Sir Nicholas Soames will be talking about his grandfather, Winston Churchill, at Gloucester History Festival this month, in this, the 50th anniversary year of Churchill’s death, and the 75th of him becoming Prime Minister. Katie Jarvis asked him (a little) more

There’s an obvious comparison between this interview and the life of Sir Winston Churchill. In Churchill’s case – as his grandson, Sir Nicholas Soames tells me - had his story ended in 1939, the great man would have been classed by British historians as a failure.

But let’s save that comparison for a moment…

My mission is to write a piece previewing Sir Nicholas’s appearance at Gloucester History Festival this month, when he will give a talk entitled Growing up a Churchill.

Excellent stuff.

The problem is this. I’m told he can only speak to me at 3pm on a certain Thursday afternoon. And when I do phone, bang on the money (so precise was the directive, I do a countdown), Sir Nicholas is in an almighty rush.

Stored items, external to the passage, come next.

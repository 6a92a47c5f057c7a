//! How each census division links attribute rows to its boundaries.

use camino::Utf8Path;
use census_core::KeyCast;
use serde::{Deserialize, Serialize};

use crate::CliError;

/// One division: the business key of its geometry table and how to compare
/// it against attribute rows.
#[derive(Debug, Clone, PartialEq, Eq, Serialize, Deserialize)]
pub struct DivisionLinkage {
    /// Division name, as it appears in attribute table names.
    pub division: String,
    /// Business-key column of the division's geometry table.
    pub key_column: String,
    /// Cast applied to keys before matching.
    #[serde(default)]
    pub cast: KeyCast,
    /// Human-readable description stored as table metadata.
    pub description: String,
}

impl DivisionLinkage {
    fn new(division: &str, key_column: &str, cast: KeyCast, description: &str) -> Self {
        Self {
            division: division.to_owned(),
            key_column: key_column.to_owned(),
            cast,
            description: description.to_owned(),
        }
    }
}

const DEFAULT_LINKAGES: [(&str, &str, KeyCast, &str); 20] = [
    ("ced", "ced_code", KeyCast::None, "Commonwealth Electoral Division"),
    ("gccsa", "gccsa_code", KeyCast::None, "Greater Capital City Statistical Areas"),
    ("iare", "iare_code", KeyCast::None, "Indigenous Area"),
    ("iloc", "iloc_code", KeyCast::None, "Indigenous Location"),
    ("ireg", "ireg_code", KeyCast::None, "Indigenous Region"),
    ("lga", "lga_code", KeyCast::None, "Local Government Area"),
    ("poa", "poa_code", KeyCast::None, "Postal Areas"),
    ("ra", "ra_code", KeyCast::None, "Remoteness Area"),
    ("sa1", "sa1_7digit", KeyCast::Integer, "Statistical Area Level 1"),
    ("sa2", "sa2_main", KeyCast::None, "Statistical Area Level 2"),
    ("sa3", "sa3_code", KeyCast::None, "Statistical Area Level 3"),
    ("sa4", "sa4_code", KeyCast::None, "Statistical Area Level 4"),
    ("sed", "sed_code", KeyCast::None, "State Electoral Division"),
    ("sla", "sla_main", KeyCast::None, "Statistical Local Areas"),
    ("sos", "sos_code", KeyCast::None, "Section of State"),
    ("sosr", "sosr_code", KeyCast::None, "Section of State Range"),
    ("ssc", "ssc_code", KeyCast::None, "State Suburb"),
    ("ste", "state_code", KeyCast::None, "State/Territory"),
    ("sua", "sua_code", KeyCast::None, "Significant Urban Areas"),
    ("ucl", "ucl_code", KeyCast::None, "Urban Centre/Locality"),
];

/// Division linkages of the 2011 release.
pub fn default_linkages() -> Vec<DivisionLinkage> {
    DEFAULT_LINKAGES
        .iter()
        .map(|(division, key, cast, description)| {
            DivisionLinkage::new(division, key, *cast, description)
        })
        .collect()
}

/// Read a JSON array of linkages replacing the defaults.
pub fn load_linkages(path: &Utf8Path) -> Result<Vec<DivisionLinkage>, CliError> {
    let file = census_fs::open_utf8_file(path).map_err(|source| CliError::ReadDivisions {
        path: path.to_path_buf(),
        source,
    })?;
    serde_json::from_reader(std::io::BufReader::new(file)).map_err(|source| {
        CliError::ParseDivisions {
            path: path.to_path_buf(),
            source,
        }
    })
}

“We need to do this as quickly as we possibly can, to be frank, because I’ve got exactly three-and-a-half hours left in my office before I go on holiday.”

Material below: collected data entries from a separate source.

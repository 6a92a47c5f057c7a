//! Lazy rewriting of attribute rows onto geometry identifiers.
//!
//! The first row of an attribute source is its header. The rewriter prepends
//! a `gid` column to the header and, for every data row, the surrogate
//! identifier resolved from the row's first cell. Rows are produced one at a
//! time in source order and a missing key surfaces only when its row is
//! pulled.

use std::error::Error as StdError;

use thiserror::Error;

use crate::identifiers::KeyMatcher;
use crate::schema::GID_COLUMN;

/// Fallible row source, typically a CSV reader.
pub type RowResult = Result<Vec<String>, Box<dyn StdError + Send + Sync>>;

/// Errors raised while rewriting rows.
#[derive(Debug, Error)]
pub enum RewriteError {
    /// A row's business key has no geometry.
    #[error("key {key:?} on line {line} of {source_name} has no matching geometry")]
    KeyNotFound {
        /// Unmatched business key.
        key: String,
        /// Name of the attribute source.
        source_name: String,
        /// One-based line number, counting the header.
        line: usize,
    },
    /// A data row had no cells to read a key from.
    #[error("line {line} of {source_name} is empty")]
    EmptyRow {
        /// Name of the attribute source.
        source_name: String,
        /// One-based line number, counting the header.
        line: usize,
    },
    /// The source is missing its header row.
    #[error("{source_name} has no header row")]
    MissingHeader {
        /// Name of the attribute source.
        source_name: String,
    },
    /// The underlying row source failed.
    #[error("failed to read line {line} of {source_name}")]
    Source {
        /// Name of the attribute source.
        source_name: String,
        /// One-based line number, counting the header.
        line: usize,
        /// Reader error.
        #[source]
        source: Box<dyn StdError + Send + Sync>,
    },
}

/// Iterator adaptor produced by [`rewrite_rows`].
pub struct RewrittenRows<'a, I> {
    rows: I,
    matcher: &'a KeyMatcher,
    source_name: String,
    line: usize,
}

impl<I> std::fmt::Debug for RewrittenRows<'_, I> {
    fn fmt(&self, f: &mut std::fmt::Formatter<'_>) -> std::fmt::Result {
        f.debug_struct("RewrittenRows")
            .field("source_name", &self.source_name)
            .field("line", &self.line)
            .finish_non_exhaustive()
    }
}

/// Rewrite attribute rows so that each is prefixed by its geometry `gid`.
///
/// Row count and order are preserved. The header gains a leading `gid` cell
/// and data rows gain the resolved identifier rendered in decimal.
///
/// # Examples
///
/// ```
/// use census_core::{IdentifierLookup, KeyCast, KeyMatcher, rewrite_rows};
///
/// let matcher = KeyMatcher::new(IdentifierLookup::from_pairs([("105", 7)]), KeyCast::None);
/// let rows = vec![
///     Ok(vec!["region_id".to_owned(), "total".to_owned()]),
///     Ok(vec!["105".to_owned(), "42".to_owned()]),
/// ];
/// let rewritten: Vec<_> = rewrite_rows(rows, &matcher, "B01.csv")
///     .collect::<Result<_, _>>()
///     .expect("all keys resolve");
/// assert_eq!(rewritten[0], ["gid", "region_id", "total"]);
/// assert_eq!(rewritten[1], ["7", "105", "42"]);
/// ```
pub fn rewrite_rows<'a, I>(
    rows: I,
    matcher: &'a KeyMatcher,
    source_name: impl Into<String>,
) -> RewrittenRows<'a, I::IntoIter>
where
    I: IntoIterator<Item = RowResult>,
{
    RewrittenRows {
        rows: rows.into_iter(),
        matcher,
        source_name: source_name.into(),
        line: 0,
    }
}

impl<I> RewrittenRows<'_, I> {
    fn rewrite(&self, mut row: Vec<String>) -> Result<Vec<String>, RewriteError> {
        if self.line == 1 {
            row.insert(0, GID_COLUMN.to_owned());
            return Ok(row);
        }
        let key = row.first().ok_or_else(|| RewriteError::EmptyRow {
            source_name: self.source_name.clone(),
            line: self.line,
        })?;
        let gid = self
            .matcher
            .resolve(key)
            .ok_or_else(|| RewriteError::KeyNotFound {
                key: key.clone(),
                source_name: self.source_name.clone(),
                line: self.line,
            })?;
        row.insert(0, gid.to_string());
        Ok(row)
    }
}

impl<I> Iterator for RewrittenRows<'_, I>
where
    I: Iterator<Item = RowResult>,
{
    type Item = Result<Vec<String>, RewriteError>;

    fn next(&mut self) -> Option<Self::Item> {
        let next = self.rows.next()?;
        self.line += 1;
        match next {
            Err(source) => Some(Err(RewriteError::Source {
                source_name: self.source_name.clone(),
                line: self.line,
                source,
            })),
            Ok(row) => Some(self.rewrite(row)),
        }
    }

    fn size_hint(&self) -> (usize, Option<usize>) {
        self.rows.size_hint()
    }
}

/// Collect every rewritten row, splitting off the header.
///
/// Stops at the first error so that nothing is loaded for a source with an
/// unmatched key.
pub fn collect_rewritten<I>(
    mut rows: RewrittenRows<'_, I>,
) -> Result<(Vec<String>, Vec<Vec<String>>), RewriteError>
where
    I: Iterator<Item = RowResult>,
{
    let source_name = rows.source_name.clone();
    let header = rows
        .next()
        .ok_or(RewriteError::MissingHeader { source_name })??;
    let data = rows.collect::<Result<Vec<_>, _>>()?;
    Ok((header, data))
}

R-i-i-i-g-h-t... So let’s rush in – angels and all that - with a wonderful story I’ve read about Sir Nicholas, then a chubby five-year-old, discovering he had a rather important grandfather. The charming anecdote revolves around the young lad making his way into Churchill’s bedroom at Chartwell and…

I hope, I suggest to Sir Nicholas, winningly, that he doesn’t mind repeating it for me.

“No, I don’t!” he says, while not repeating it. “That’s really not… I mean, I was 16 when my grandfather died so I wasn’t an adult and, sadly, for the last two or three years of his life, he was a very old man so I never settled the world with him. But, of course, I knew him just as a child and as a very affectionate grandfather.”

Indeed – so what other memories does he have?

“None that I’m going to tell you now because I’m going to save them for the talk,” he says, brooking no argument.

I brook one anyway. “Oh! That’s rather unkind!”

“No, it’s not.”

“But I’ve got to put something in my article.”

“You can just say it’s going to be marvellous.”

(That makes me chuckle. But you’ve still got a while to wait for our 1939.) So I ask instead about Churchill’s own pre-1939 war experience (Cuba, Afghanistan, The Sudan – where he took part in the last cavalry charge of the British army – South Africa). Sir Winston used his connections not to obtain promotion but to visit some of the most dangerous spots in the world. How did that help him as a war leader – and do our own leaders lack that kind of first-hand experience when making decisions nowadays?

“Can you imagine,” Sir Nicholas replies, tartly, “if I announced to the members of Mid Sussex, my constituency council, that I was going to go off and fight in a war for three weeks for fun and then come back! It doesn’t happen now; we don’t have an Empire. We don’t indulge in these great punitive expeditions; so the answer is, you couldn’t possibly have someone who had that much experience of life as it was then.”

We’ve not finished the argy-bargy yet. We have more, over Churchill’s wonderful use of language, in which we both accuse the other of misunderstanding questions. But then, finally – after our war has broken out – successes on all sorts of fronts come thick and fast. Thank god.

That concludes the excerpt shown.